Study material:
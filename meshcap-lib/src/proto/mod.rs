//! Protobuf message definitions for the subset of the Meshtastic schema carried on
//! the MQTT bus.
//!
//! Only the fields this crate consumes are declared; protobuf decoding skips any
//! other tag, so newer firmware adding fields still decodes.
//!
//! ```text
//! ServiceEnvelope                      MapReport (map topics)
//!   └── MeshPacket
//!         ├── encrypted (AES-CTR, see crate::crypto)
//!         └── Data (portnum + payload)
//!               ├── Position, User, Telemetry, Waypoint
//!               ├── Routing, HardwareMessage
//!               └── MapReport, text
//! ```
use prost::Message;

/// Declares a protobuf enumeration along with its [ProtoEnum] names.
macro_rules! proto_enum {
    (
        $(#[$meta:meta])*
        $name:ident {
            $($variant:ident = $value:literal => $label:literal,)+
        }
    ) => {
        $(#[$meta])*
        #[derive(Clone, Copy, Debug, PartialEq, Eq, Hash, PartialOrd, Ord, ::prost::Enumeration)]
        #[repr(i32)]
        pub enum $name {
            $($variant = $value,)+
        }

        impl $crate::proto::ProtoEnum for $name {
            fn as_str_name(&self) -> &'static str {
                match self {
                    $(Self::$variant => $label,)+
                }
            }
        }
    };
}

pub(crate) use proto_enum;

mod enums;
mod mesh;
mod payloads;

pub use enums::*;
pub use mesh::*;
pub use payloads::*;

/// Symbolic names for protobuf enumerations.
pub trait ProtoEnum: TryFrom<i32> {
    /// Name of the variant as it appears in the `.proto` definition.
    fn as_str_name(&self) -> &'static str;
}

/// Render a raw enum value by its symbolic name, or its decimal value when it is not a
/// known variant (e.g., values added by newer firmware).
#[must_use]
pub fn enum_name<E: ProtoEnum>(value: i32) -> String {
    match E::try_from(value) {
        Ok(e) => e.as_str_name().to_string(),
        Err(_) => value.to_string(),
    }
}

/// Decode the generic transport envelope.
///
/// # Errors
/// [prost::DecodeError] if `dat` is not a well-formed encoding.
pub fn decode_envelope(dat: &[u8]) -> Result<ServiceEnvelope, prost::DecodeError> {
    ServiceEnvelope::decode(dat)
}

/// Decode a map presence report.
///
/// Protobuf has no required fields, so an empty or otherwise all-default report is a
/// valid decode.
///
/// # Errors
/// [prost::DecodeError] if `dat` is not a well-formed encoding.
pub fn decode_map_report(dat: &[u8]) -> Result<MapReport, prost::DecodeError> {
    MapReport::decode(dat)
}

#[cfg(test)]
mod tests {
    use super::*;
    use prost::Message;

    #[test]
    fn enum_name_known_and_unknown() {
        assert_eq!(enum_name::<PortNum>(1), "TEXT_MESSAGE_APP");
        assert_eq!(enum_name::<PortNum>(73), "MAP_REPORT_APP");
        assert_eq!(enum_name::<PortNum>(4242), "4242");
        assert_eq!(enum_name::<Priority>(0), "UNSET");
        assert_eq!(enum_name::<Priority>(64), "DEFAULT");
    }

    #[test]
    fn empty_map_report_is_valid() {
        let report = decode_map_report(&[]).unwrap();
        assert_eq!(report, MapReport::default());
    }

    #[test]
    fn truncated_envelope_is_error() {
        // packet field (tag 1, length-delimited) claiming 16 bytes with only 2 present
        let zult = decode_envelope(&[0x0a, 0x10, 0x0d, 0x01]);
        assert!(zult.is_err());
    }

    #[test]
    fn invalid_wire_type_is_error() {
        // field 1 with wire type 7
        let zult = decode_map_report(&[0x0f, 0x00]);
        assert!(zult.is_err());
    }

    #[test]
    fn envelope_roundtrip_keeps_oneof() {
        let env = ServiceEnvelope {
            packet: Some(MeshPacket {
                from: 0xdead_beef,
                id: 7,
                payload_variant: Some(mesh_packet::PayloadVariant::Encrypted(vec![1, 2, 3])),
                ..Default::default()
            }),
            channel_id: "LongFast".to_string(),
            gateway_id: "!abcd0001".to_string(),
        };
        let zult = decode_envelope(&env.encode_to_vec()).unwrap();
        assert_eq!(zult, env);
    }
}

--

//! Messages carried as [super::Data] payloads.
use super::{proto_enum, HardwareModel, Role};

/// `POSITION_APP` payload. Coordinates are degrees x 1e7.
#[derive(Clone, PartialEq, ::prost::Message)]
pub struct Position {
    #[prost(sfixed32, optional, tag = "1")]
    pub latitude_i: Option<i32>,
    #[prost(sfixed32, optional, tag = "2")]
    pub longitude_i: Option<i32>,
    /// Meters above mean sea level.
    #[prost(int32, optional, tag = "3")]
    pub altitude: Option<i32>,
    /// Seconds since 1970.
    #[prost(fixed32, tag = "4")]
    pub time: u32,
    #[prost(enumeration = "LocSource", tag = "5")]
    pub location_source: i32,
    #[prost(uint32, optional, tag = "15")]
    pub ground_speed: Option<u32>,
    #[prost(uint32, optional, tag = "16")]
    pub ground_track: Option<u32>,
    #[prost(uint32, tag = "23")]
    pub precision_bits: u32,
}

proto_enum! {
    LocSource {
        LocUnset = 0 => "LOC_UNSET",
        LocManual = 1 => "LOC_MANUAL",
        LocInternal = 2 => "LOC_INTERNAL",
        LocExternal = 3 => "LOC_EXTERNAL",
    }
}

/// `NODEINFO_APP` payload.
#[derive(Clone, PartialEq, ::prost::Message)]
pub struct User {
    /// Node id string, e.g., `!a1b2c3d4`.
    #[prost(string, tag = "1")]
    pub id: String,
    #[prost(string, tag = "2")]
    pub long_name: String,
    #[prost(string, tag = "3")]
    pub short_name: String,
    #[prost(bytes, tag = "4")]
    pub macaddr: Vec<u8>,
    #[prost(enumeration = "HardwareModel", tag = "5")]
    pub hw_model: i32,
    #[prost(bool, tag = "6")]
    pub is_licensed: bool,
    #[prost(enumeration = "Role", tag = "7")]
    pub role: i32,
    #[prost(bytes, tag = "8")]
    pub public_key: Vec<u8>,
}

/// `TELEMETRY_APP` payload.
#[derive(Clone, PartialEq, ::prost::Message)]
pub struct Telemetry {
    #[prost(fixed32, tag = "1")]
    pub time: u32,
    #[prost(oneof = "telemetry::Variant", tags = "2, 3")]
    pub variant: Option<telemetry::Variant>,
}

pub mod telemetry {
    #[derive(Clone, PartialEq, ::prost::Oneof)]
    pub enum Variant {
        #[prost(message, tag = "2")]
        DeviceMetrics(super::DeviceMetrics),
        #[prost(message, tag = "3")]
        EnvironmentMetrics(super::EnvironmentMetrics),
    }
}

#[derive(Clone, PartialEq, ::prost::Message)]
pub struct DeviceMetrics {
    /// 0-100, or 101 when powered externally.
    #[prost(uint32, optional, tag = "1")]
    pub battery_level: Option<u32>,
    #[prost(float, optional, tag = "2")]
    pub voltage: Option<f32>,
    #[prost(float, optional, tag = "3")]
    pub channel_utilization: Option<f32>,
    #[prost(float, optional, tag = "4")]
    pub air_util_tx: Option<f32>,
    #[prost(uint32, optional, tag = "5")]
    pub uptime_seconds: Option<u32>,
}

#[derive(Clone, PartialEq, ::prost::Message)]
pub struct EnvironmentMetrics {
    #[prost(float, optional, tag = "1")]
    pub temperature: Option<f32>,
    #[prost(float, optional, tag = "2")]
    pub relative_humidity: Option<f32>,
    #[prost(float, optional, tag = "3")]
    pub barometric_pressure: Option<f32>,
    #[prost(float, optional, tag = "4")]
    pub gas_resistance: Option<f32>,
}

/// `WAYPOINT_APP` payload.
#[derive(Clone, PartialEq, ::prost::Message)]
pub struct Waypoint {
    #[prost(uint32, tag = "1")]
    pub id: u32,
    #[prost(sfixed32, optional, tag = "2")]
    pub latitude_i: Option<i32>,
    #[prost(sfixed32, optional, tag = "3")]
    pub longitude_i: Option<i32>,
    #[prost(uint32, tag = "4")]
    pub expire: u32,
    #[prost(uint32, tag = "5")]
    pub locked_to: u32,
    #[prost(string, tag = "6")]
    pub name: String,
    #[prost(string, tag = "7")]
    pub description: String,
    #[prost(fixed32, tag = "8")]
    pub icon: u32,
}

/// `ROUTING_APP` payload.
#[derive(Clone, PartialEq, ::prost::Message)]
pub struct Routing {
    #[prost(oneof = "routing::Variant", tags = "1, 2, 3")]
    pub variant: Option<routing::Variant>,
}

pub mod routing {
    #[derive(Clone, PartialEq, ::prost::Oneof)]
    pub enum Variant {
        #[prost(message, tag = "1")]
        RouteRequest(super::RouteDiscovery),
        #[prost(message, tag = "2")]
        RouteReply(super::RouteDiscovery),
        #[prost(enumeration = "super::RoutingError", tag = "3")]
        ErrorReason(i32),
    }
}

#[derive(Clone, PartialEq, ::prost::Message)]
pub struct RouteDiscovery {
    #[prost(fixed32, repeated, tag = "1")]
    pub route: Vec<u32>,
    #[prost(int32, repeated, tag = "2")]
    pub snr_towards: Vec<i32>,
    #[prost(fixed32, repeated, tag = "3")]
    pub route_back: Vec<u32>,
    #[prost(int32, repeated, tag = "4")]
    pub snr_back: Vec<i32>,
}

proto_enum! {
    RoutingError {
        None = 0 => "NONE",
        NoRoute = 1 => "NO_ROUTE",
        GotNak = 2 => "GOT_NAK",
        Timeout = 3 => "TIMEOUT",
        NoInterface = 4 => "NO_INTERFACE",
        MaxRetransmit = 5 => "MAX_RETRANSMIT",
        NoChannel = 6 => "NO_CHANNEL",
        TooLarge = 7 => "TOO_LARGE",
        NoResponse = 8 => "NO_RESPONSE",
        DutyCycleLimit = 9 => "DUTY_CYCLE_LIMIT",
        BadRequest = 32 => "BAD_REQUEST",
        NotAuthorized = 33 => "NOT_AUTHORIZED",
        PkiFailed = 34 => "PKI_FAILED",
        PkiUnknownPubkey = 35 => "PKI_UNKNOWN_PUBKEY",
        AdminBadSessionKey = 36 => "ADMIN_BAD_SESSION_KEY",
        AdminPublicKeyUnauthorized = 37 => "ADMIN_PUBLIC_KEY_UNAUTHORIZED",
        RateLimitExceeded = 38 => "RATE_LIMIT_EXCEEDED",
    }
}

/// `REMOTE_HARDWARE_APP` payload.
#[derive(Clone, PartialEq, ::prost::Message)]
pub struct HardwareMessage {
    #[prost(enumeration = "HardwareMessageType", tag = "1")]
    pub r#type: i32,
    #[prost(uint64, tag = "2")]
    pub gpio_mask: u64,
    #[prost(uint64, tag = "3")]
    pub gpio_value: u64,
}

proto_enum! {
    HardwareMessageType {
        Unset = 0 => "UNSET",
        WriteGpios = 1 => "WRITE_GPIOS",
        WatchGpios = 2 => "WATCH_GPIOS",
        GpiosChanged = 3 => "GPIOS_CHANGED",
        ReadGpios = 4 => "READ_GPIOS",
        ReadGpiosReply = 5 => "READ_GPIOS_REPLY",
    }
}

The problem:
Only the lines above that include the word "Some" belong in the answer; copy each one.

Answer to the problem:
            packet: Some(MeshPacket {
                payload_variant: Some(mesh_packet::PayloadVariant::Encrypted(vec![1, 2, 3])),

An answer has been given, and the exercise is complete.